The skeptic readily understands this concept, since it must be incorporated to understand the skeptic’s own writings. For instance, Dan Barker, in godless, included a chapter titled “Dear Theologian.” The chapter is a satirical letter supposedly from God to theologians. In that chapter, Dan has God saying: “I created the universe with all kinds of natural laws that govern everything from quarks to galactic clusters” (2008, p. 149). Are we to conclude that Dan really believes that God created the world and its natural laws? Of course not. We must qualify Dan’s statement by saying that he does not really believe in God, and that his “letter” is satire. Again, in godless, Dan made the statement: “What has theology ever provided? Theology has given us hell” (p. 220). From Dan’s statement, should we conclude that Dan really believes in hell and that he credits theology with originating it? Certainly not. Dan does not believe in heaven, hell, God, or Satan. Whatever statements a person chooses to pick out of Dan’s book to “prove” he believes in God or hell must be qualified by other statements elsewhere in his books, other writings, or debates that show he certainly does not believe in the existence of God or hell. In a similar way, even a superficial reading of the New Testament shows that many of Jesus’ statements concerning prayer are qualified by certain criteria that must be met in order for that prayer to be effective.

IN THE NAME OF JESUS

A systematic study of everything the Bible says on prayer is beyond the scope of this article. A look at a few Bible verses on the topic, however, will show that the skeptics’ attack on prayer is ill-founded and vacuous. In truth, John 14:14, one of the skeptics’ favorite verses to quote along these lines, can be used to show one of the primary “qualifying” concepts concerning prayer. In that verse, Jesus told His disciples: “if you ask anything in My name, I will do it” (emp. added). It is extremely important that we understand how the Bible uses the phrase “in Jesus’ name.” The way the skeptic understands this verse, the phrase means that as long as a person puts the words “in Jesus’ name” at the end of a prayer, then God is obligated to answer that prayer positively.

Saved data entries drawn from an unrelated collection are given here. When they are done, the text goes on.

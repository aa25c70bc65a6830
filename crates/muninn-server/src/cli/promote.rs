// crates/muninn-server/src/cli/promote.rs
// Learning promotion workflow: candidates are nominated from confidence
// and application counts, promoted learnings sync into a markdown section
// the assistant reads, stale ones get flagged, demotion reverses it.

use crate::args;
use crate::error::{MuninnError, Result};
use crate::store::Store;
use std::path::Path;

/// Nomination thresholds.
const CANDIDATE_MIN_CONFIDENCE: f64 = 7.0;
const CANDIDATE_MIN_APPLIED: i64 = 3;

/// Section file promoted learnings sync into.
const SECTION_FILE: &str = ".muninn/LEARNINGS.md";

/// Run a promote subcommand. Returns user-facing output.
pub async fn run_promote(
    store: &Store,
    project_id: i64,
    project_root: &Path,
    promote_args: &[String],
) -> Result<String> {
    match promote_args.first().map(String::as_str) {
        Some("candidates") => candidates(store, project_id).await,
        Some("sync") => sync(store, project_id, project_root).await,
        Some("stale") => stale(store, project_id).await,
        Some("demote") => {
            let id = promote_args
                .get(1)
                .and_then(|s| s.parse::<i64>().ok())
                .ok_or_else(|| MuninnError::InvalidInput("demote needs a learning id".into()))?;
            demote(store, project_id, id).await
        }
        Some(id_str) => {
            let id = id_str
                .parse::<i64>()
                .map_err(|_| MuninnError::InvalidInput(format!("unknown action: {id_str}")))?;
            promote_one(store, project_id, id).await
        }
        None => Err(MuninnError::InvalidInput(
            "usage: promote {candidates|sync|stale|demote <id>|<id>}".into(),
        )),
    }
}

/// Nominate learnings that earned promotion and list them.
async fn candidates(store: &Store, project_id: i64) -> Result<String> {
    store
        .run(
            "UPDATE learnings SET promotion_status = 'candidate'
             WHERE project_id = ?1 AND archived_at IS NULL
               AND promotion_status = 'not_ready'
               AND confidence >= ?2 AND times_applied >= ?3",
            args![project_id, CANDIDATE_MIN_CONFIDENCE, CANDIDATE_MIN_APPLIED],
        )
        .await
        .map_err(|e| MuninnError::Store(e.to_string()))?;

    let rows = store
        .all(
            "SELECT id, title, confidence, times_applied FROM learnings
             WHERE project_id = ?1 AND promotion_status = 'candidate'
             ORDER BY confidence DESC",
            args![project_id],
        )
        .await
        .map_err(|e| MuninnError::Store(e.to_string()))?;

    if rows.is_empty() {
        return Ok("no promotion candidates".to_string());
    }
    let mut lines = Vec::new();
    for row in rows {
        lines.push(format!(
            "[{}] {} (confidence {:.1}, applied {}x)",
            row.get::<i64>(0)?,
            row.get::<String>(1)?,
            row.get::<f64>(2)?,
            row.get::<i64>(3)?
        ));
    }
    Ok(lines.join("\n"))
}

/// Promote one learning by id.
async fn promote_one(store: &Store, project_id: i64, id: i64) -> Result<String> {
    let result = store
        .run(
            "UPDATE learnings SET promotion_status = 'promoted',
                    promoted_to_section = 'learnings',
                    updated_at = CURRENT_TIMESTAMP
             WHERE id = ?1 AND project_id = ?2 AND archived_at IS NULL",
            args![id, project_id],
        )
        .await
        .map_err(|e| MuninnError::Store(e.to_string()))?;
    if result.changes == 0 {
        return Err(MuninnError::NotFound(format!("learning {id}")));
    }
    Ok(format!("learning {id} promoted; run `muninn promote sync` to write the section"))
}

/// Write all promoted learnings into the project's section file.
async fn sync(store: &Store, project_id: i64, project_root: &Path) -> Result<String> {
    let rows = store
        .all(
            "SELECT title, content FROM learnings
             WHERE project_id = ?1 AND promotion_status = 'promoted'
               AND archived_at IS NULL
             ORDER BY confidence DESC",
            args![project_id],
        )
        .await
        .map_err(|e| MuninnError::Store(e.to_string()))?;

    let mut body = String::from("# Promoted Learnings\n\n");
    for row in &rows {
        body.push_str(&format!(
            "## {}\n\n{}\n\n",
            row.get::<String>(0)?,
            row.get::<String>(1)?
        ));
    }

    let target = project_root.join(SECTION_FILE);
    if let Some(parent) = target.parent() {
        std::fs::create_dir_all(parent)?;
    }
    std::fs::write(&target, body)?;
    Ok(format!("synced {} learnings to {}", rows.len(), target.display()))
}

/// Promoted learnings that nothing has reinforced in 30 days.
async fn stale(store: &Store, project_id: i64) -> Result<String> {
    let rows = store
        .all(
            "SELECT id, title FROM learnings
             WHERE project_id = ?1 AND promotion_status = 'promoted'
               AND COALESCE(last_reinforced_at, updated_at) < datetime('now', '-30 days')",
            args![project_id],
        )
        .await
        .map_err(|e| MuninnError::Store(e.to_string()))?;
    if rows.is_empty() {
        return Ok("no stale promoted learnings".to_string());
    }
    let mut lines = Vec::new();
    for row in rows {
        lines.push(format!("[{}] {}", row.get::<i64>(0)?, row.get::<String>(1)?));
    }
    Ok(lines.join("\n"))
}

async fn demote(store: &Store, project_id: i64, id: i64) -> Result<String> {
    let result = store
        .run(
            "UPDATE learnings SET promotion_status = 'demoted',
                    promoted_to_section = NULL,
                    updated_at = CURRENT_TIMESTAMP
             WHERE id = ?1 AND project_id = ?2",
            args![id, project_id],
        )
        .await
        .map_err(|e| MuninnError::Store(e.to_string()))?;
    if result.changes == 0 {
        return Err(MuninnError::NotFound(format!("learning {id}")));
    }
    Ok(format!("learning {id} demoted"))
}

Attaching Jesus’ name on the end of a prayer, however, is not what the Bible means when it says that a prayer is to be offered “in Jesus’ name.” The phrase “in Jesus’ name” means that whatever is being said or done must be done by the authority of Jesus. Earnest Bible students have long understood this to be the proper use of the phrase. In fact, Colossians 3:17 makes this clear: “And whatever you do in word or deed, do all in the name of the Lord Jesus, giving thanks to God the Father through Him.” This verse does not mean that you should proclaim before every action or sentence that what follows is being done “in Jesus’ name.” It means that whatever actions are taken or words are spoken should be in accord with Jesus’ teachings and by His authority.

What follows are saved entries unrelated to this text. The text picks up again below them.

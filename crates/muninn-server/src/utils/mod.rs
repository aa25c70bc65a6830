//! crates/muninn-server/src/utils/mod.rs
//! Shared utility functions used across the codebase

use std::fmt::Display;
use std::path::Path;

/// Extension trait for Result to simplify error conversion to String.
pub trait ResultExt<T, E> {
    /// Convert the error type to String.
    fn str_err(self) -> Result<T, String>;
}

impl<T, E: Display> ResultExt<T, E> for Result<T, E> {
    fn str_err(self) -> Result<T, String> {
        self.map_err(|e| e.to_string())
    }
}

/// Convert a Path to an owned String, replacing invalid UTF-8 with U+FFFD.
pub fn path_to_string(path: &Path) -> String {
    path.to_string_lossy().to_string()
}

/// Truncate a string to max length with ellipsis.
///
/// Truncation is on a char boundary; the total length may be `max_len + 3`.
pub fn truncate(s: &str, max_len: usize) -> String {
    if s.len() <= max_len {
        return s.to_string();
    }
    let mut end = max_len;
    while !s.is_char_boundary(end) {
        end -= 1;
    }
    format!("{}...", &s[..end])
}

/// Tail of a string, at most `max_len` bytes (char-boundary safe).
pub fn tail(s: &str, max_len: usize) -> &str {
    if s.len() <= max_len {
        return s;
    }
    let mut start = s.len() - max_len;
    while !s.is_char_boundary(start) {
        start += 1;
    }
    &s[start..]
}

/// Estimate token count for budget accounting: ceil(chars / 4).
pub fn estimate_tokens(s: &str) -> usize {
    s.chars().count().div_ceil(4)
}

/// Escape text for XML content and attribute values (`& < > "`).
pub fn xml_escape(s: &str) -> String {
    let mut out = String::with_capacity(s.len());
    for c in s.chars() {
        match c {
            '&' => out.push_str("&amp;"),
            '<' => out.push_str("&lt;"),
            '>' => out.push_str("&gt;"),
            '"' => out.push_str("&quot;"),
            _ => out.push(c),
        }
    }
    out
}

/// Days between an ISO-8601/SQLite timestamp and now, saturating at 0.
pub fn age_days(timestamp: &str) -> f64 {
    let parsed = chrono::DateTime::parse_from_rfc3339(timestamp)
        .map(|dt| dt.with_timezone(&chrono::Utc))
        .or_else(|_| {
            chrono::NaiveDateTime::parse_from_str(timestamp, "%Y-%m-%d %H:%M:%S")
                .map(|ndt| ndt.and_utc())
        });
    match parsed {
        Ok(dt) => {
            let secs = chrono::Utc::now().signed_duration_since(dt).num_seconds();
            (secs.max(0) as f64) / 86_400.0
        }
        Err(_) => 0.0,
    }
}

#[cfg(test)]
mod tests {
    use super::*;

    #[test]
    fn test_truncate_long_string() {
        assert_eq!(truncate("hello world", 5), "hello...");
    }

    #[test]
    fn test_truncate_short_string() {
        assert_eq!(truncate("hello", 10), "hello");
    }

    #[test]
    fn test_truncate_multibyte_boundary() {
        // Must not panic on a char boundary inside a multibyte sequence
        let s = "héllo wörld";
        let t = truncate(s, 2);
        assert!(t.ends_with("..."));
    }

    #[test]
    fn test_tail() {
        assert_eq!(tail("abcdef", 3), "def");
        assert_eq!(tail("ab", 5), "ab");
    }

    #[test]
    fn test_estimate_tokens_rounds_up() {
        assert_eq!(estimate_tokens(""), 0);
        assert_eq!(estimate_tokens("abc"), 1);
        assert_eq!(estimate_tokens("abcd"), 1);
        assert_eq!(estimate_tokens("abcde"), 2);
    }

    #[test]
    fn test_xml_escape() {
        assert_eq!(xml_escape(r#"a<b>&"c""#), "a&lt;b&gt;&amp;&quot;c&quot;");
    }

    #[test]
    fn test_age_days_sqlite_format() {
        assert!(age_days("2000-01-01 00:00:00") > 9000.0);
    }
}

To illustrate, suppose a man bangs on your door and yells: “Open this door in the name of the Law.” Should you open the door for this man? That depends. If he truly is a policeman who has a warrant and has been authorized by the government to enter your house, then you should. However, if he is a civilian off the street who simply added the phrase “in the name of the Law” to his sentence to make it sound more forceful, then you should not open the door. The phrase “in the name of the Law” only has force if the person using it is actually authorized by the government to perform the action. In the same way, the phrase “in Jesus’ name” (or “in the name of Jesus”) only has power if what is being prayed for truly is authorized by Jesus. For instance, if a person prayed, “Lord, please forgive me of my sins even though I will not forgive others of their sins, in Jesus’ name, Amen,” would Jesus comply with such a request? No, because He explained that God will forgive only those people who are willing to forgive others (Matthew 6:14-15). Including the phrase “in Jesus’ name” does not give a prayer some magical power that allows the request to bypass the authority and teachings of Christ.

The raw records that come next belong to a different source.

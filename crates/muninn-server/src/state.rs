// crates/muninn-server/src/state.rs
// Single-owner mutable engine state: worker spawn cooldown and the
// prediction cache. Explicit init/reset instead of process-wide singletons.

use std::collections::HashMap;
use std::sync::Mutex;
use std::time::{Duration, Instant};

/// Cooldown between opportunistic worker spawns.
const SPAWN_COOLDOWN: Duration = Duration::from_secs(300);

/// Prediction cache TTL.
const CACHE_TTL: Duration = Duration::from_secs(60);

/// Prediction cache capacity; eviction is an expired-first scan.
const CACHE_CAPACITY: usize = 100;

/// A cached workflow prediction.
#[derive(Debug, Clone, PartialEq)]
pub struct CachedPrediction {
    pub predicted_tool: String,
    pub confidence: f64,
}

struct CacheEntry {
    value: CachedPrediction,
    inserted_at: Instant,
}

/// Owner struct for the engine's in-process mutable state.
pub struct EngineState {
    last_worker_spawn: Mutex<Option<Instant>>,
    predictions: Mutex<HashMap<String, CacheEntry>>,
}

impl EngineState {
    pub fn new() -> Self {
        Self {
            last_worker_spawn: Mutex::new(None),
            predictions: Mutex::new(HashMap::new()),
        }
    }

    /// Reset all state (tests and explicit reinitialization).
    pub fn reset(&self) {
        *self.last_worker_spawn.lock().unwrap_or_else(|e| e.into_inner()) = None;
        self.predictions
            .lock()
            .unwrap_or_else(|e| e.into_inner())
            .clear();
    }

    /// Claim the right to spawn a worker. Returns false inside the
    /// cooldown window; claiming updates the timestamp.
    pub fn try_claim_worker_spawn(&self) -> bool {
        let mut guard = self.last_worker_spawn.lock().unwrap_or_else(|e| e.into_inner());
        let now = Instant::now();
        match *guard {
            Some(last) if now.duration_since(last) < SPAWN_COOLDOWN => false,
            _ => {
                *guard = Some(now);
                true
            }
        }
    }

    /// Cached prediction for a trigram key, if fresh.
    pub fn cached_prediction(&self, key: &str) -> Option<CachedPrediction> {
        let guard = self.predictions.lock().unwrap_or_else(|e| e.into_inner());
        guard
            .get(key)
            .filter(|entry| entry.inserted_at.elapsed() < CACHE_TTL)
            .map(|entry| entry.value.clone())
    }

    /// Insert a prediction, evicting expired entries first and then an
    /// arbitrary entry if still at capacity.
    pub fn cache_prediction(&self, key: &str, value: CachedPrediction) {
        let mut guard = self.predictions.lock().unwrap_or_else(|e| e.into_inner());
        if guard.len() >= CACHE_CAPACITY {
            guard.retain(|_, entry| entry.inserted_at.elapsed() < CACHE_TTL);
            if guard.len() >= CACHE_CAPACITY {
                if let Some(oldest) = guard
                    .iter()
                    .min_by_key(|(_, entry)| entry.inserted_at)
                    .map(|(k, _)| k.clone())
                {
                    guard.remove(&oldest);
                }
            }
        }
        guard.insert(
            key.to_string(),
            CacheEntry {
                value,
                inserted_at: Instant::now(),
            },
        );
    }
}

impl Default for EngineState {
    fn default() -> Self {
        Self::new()
    }
}

#[cfg(test)]
mod tests {
    use super::*;

    #[test]
    fn test_spawn_cooldown() {
        let state = EngineState::new();
        assert!(state.try_claim_worker_spawn());
        assert!(!state.try_claim_worker_spawn(), "second claim inside cooldown");
        state.reset();
        assert!(state.try_claim_worker_spawn());
    }

    #[test]
    fn test_prediction_cache_hit() {
        let state = EngineState::new();
        let prediction = CachedPrediction {
            predicted_tool: "Edit".into(),
            confidence: 0.667,
        };
        state.cache_prediction("Read,Grep,Read", prediction.clone());
        assert_eq!(state.cached_prediction("Read,Grep,Read"), Some(prediction));
        assert_eq!(state.cached_prediction("other"), None);
    }

    #[test]
    fn test_prediction_cache_capacity() {
        let state = EngineState::new();
        for i in 0..150 {
            state.cache_prediction(
                &format!("key{i}"),
                CachedPrediction {
                    predicted_tool: "Read".into(),
                    confidence: 0.5,
                },
            );
        }
        let guard = state.predictions.lock().unwrap();
        assert!(guard.len() <= CACHE_CAPACITY);
    }
}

In the book of Acts, we see an extremely effective illustration of this truth. Paul, Peter, and the other apostles were preaching and doing miracles “in the name of Jesus.” Their healing activities were authorized by Christ, and their message was inspired by the Holy Spirit. Seeing how effectively Paul accomplished such miracles, “some of the itinerant Jewish exorcists took it upon themselves to call the name of the Lord Jesus over those who had evil spirits, saying ‘We adjure you by the Jesus whom Paul preaches’” (Acts 19:13). The itinerant Jewish exorcists had fallen into the same misunderstanding as the modern skeptic. They thought that by simply tacking Jesus’ name onto their activities, that would qualify as doing things “in Jesus’ name.” The result of their misuse of Jesus’ name quickly became apparent. When seven sons of Sceva attempted to invoke Jesus’ name, the evil spirit answered: “‘Jesus I know, and Paul I know; but who are you?’ Then the man in whom the evil spirit was leaped on them, overpowered them, and prevailed against them, so that they fled out of that house naked and wounded” (Acts 19:14-16). Simply adding Jesus’ name to actions or requests that Jesus has not authorized does not qualify as doing something “in Jesus’ name” as the Bible instructs. [NOTE: Even though the skeptic does not believe the story in Acts to be true, he cannot deny that the story provides a valid illustration and explanatory commentary on what the Bible means by saying or doing something “in Jesus’ name.” If the skeptic is going to attack the Bible’s position on prayer, he or she must allow the Bible to explain itself.]

ACCORDING TO GOD’S WILL

It is inexcusable for a person to attack the Bible’s position on prayer, but then to avoid many of the paramount concepts associated with the Bible’s teaching on the subject. You can know that any person who pulls verses out of context about prayer, and does not turn to primary passages, such as Matthew 6:9-15, is either unaware that such passages are in the Bible, or is intentionally being intellectually dishonest. If you really want to know what Jesus taught on prayer, you simply must consider all that He taught about prayer, not just the few scattered verses skeptics want to rip from their contexts.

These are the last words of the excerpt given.